Hastalıklarda kullanımında ise Hastalık yoktur ama hasta vardır deyişini çok önemsiyoruz. Aynı hastalığı olan 10 kişiyi alalım bunların hepsinde de hastalığı yaratan frekans paterni ve temel sebep birbirinden değişiktir. Bu yüzden de biorezonansta hastalığı tedavi etmekten bahsetmeyiz. Biorezonans hastalığın sebebi olan asıl sebebe yönelir ve bozucu etki oluşturan potansiyel problemleri ortadan kaldırır. Biz frekansı olması gereken şekline sokarız ve bunun kişinin hayatında hem ruhsal hem de fiziksel seviyede birçok farklı etkisi olur. Ancak kabaca klasik tıp yaklaşımı ile tam bir iyilik hali sağlanamayan her şeyde biorezonansın denenmesini öneririz. 

Biorezonansın kişinin ruhsal dünyası üzerindeki etkisi büyüktür ve tek başına bu bile hastalığının şifası için büyük potansiyel taşır. Ama etki bununla sınırlı kalmaz. Biorezonans vücudun hastalıkla savaşma potansiyelinin önündeki engelleri ortadan kaldırır. 

Biorezonans 3 ana alanda etki gösterir.

1) Kişinin doğru /sağlıklı hayat alışkanlıklarına dönebilmesini sağlar. Bağımlılık tedavileri bu sınıftadır. Sigara, alkol gibi maddesel bağımlılıklar ya da problemli yeme alışkanlıkları… Bunların hepsi biorezonansın etki alanındadır. 

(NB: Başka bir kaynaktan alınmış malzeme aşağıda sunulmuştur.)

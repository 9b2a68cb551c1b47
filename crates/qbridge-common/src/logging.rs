//! Tracing setup for the QBridge crates.

use tracing::Level;
use tracing_subscriber::{
    fmt, layer::SubscriberExt, util::SubscriberInitExt, EnvFilter, Layer, Registry,
};

use crate::BridgeError;

/// Targets that get the configured level when `RUST_LOG` is unset.
const TARGETS: [&str; 4] = [
    "qbridge_common",
    "qbridge_protocol",
    "qbridge_idb",
    "qbridge_engine",
];

#[derive(Debug, Clone, Copy, Default, PartialEq, Eq)]
pub enum LogFormat {
    /// Compact single-line text.
    #[default]
    Text,
    Json,
}

#[derive(Debug, Clone)]
pub struct LogConfig {
    pub level: Level,
    pub format: LogFormat,
    /// Route output through the libtest capture.
    pub test_writer: bool,
}

impl Default for LogConfig {
    fn default() -> Self {
        Self {
            level: Level::INFO,
            format: LogFormat::Text,
            test_writer: false,
        }
    }
}

impl LogConfig {
    /// Debug-level text output captured per test.
    pub fn test() -> Self {
        Self {
            level: Level::DEBUG,
            test_writer: true,
            ..Default::default()
        }
    }

    fn directives(&self) -> String {
        let level = self.level.as_str().to_ascii_lowercase();
        TARGETS
            .iter()
            .map(|target| format!("{}={}", target, level))
            .collect::<Vec<_>>()
            .join(",")
    }
}

/// Install the global subscriber. `RUST_LOG` wins over the configured level.
///
/// Fails if a global subscriber is already installed.
pub fn init_logging(config: LogConfig) -> Result<(), BridgeError> {
    let filter =
        EnvFilter::try_from_default_env().unwrap_or_else(|_| EnvFilter::new(config.directives()));

    let layer: Box<dyn Layer<Registry> + Send + Sync> = match (config.format, config.test_writer) {
        (LogFormat::Json, _) => fmt::layer().json().boxed(),
        (LogFormat::Text, true) => fmt::layer().compact().with_test_writer().boxed(),
        (LogFormat::Text, false) => fmt::layer().compact().boxed(),
    };

    tracing_subscriber::registry()
        .with(layer)
        .with(filter)
        .try_init()
        .map_err(|e| BridgeError::Config(format!("logging already initialized: {}", e)))
}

2) Ruhsal iyileşme: Biorezonansın belki de en belirgin ve hızlı etkisidir. Türlü türlü ruhsal problemde kullanılabilir. Örneğin fobiler ya da anksiyetenin kendisi ya da depresif durumlar… ve ‘iyi hissediyorum’ lafı biorezonansın ana etkisidir diyebiliriz. 

3) Vücudun temizlenmesi: Detoks kavramı ile açıklanır. Bu işlem hastalığın şifalanmasının önünde duran engelleri ortadan kaldırmak gibidir.  

Ayrıca her türlü kronik hastalığın altındaki gizli sebeptir denilebilecek inflamasyonun azatılabilmesi sağlık için büyük önem taşır ve biorezonansın bu konudaki etkisi büyüktür.. Bu nedenle frekanslar dünyası klasik tıp yaklaşımının yanına eklenecek şekilde, her türlü hastalığın tedavisinde destekleyici olarak kullanılabilir. 

Yaklaşık 6 yıldır uyguladığım bu yöntemle binlerce insanın hayatlarına dokunmanın ve geri bildirimlerde yaşadıkları mutluluğu paylaşmanın mesleki olarak beni ne kadar güçlendirdiğini kelimeler ile tarif etmenin çok zor olduğunu söyleyebilirim.

Son olarak bir problemi olsun veya olmasın her insanın biorezonans terapileri ile tanışması ve bir kez olsun deneyimlemesi gerektiğini düşünüyorum.  Yeni hayatlara dokunabilmek dileğimle yazımı noktalıyorum.

Sağlıklı ve mutlu günler dileğiyle… Tekrar merhaba!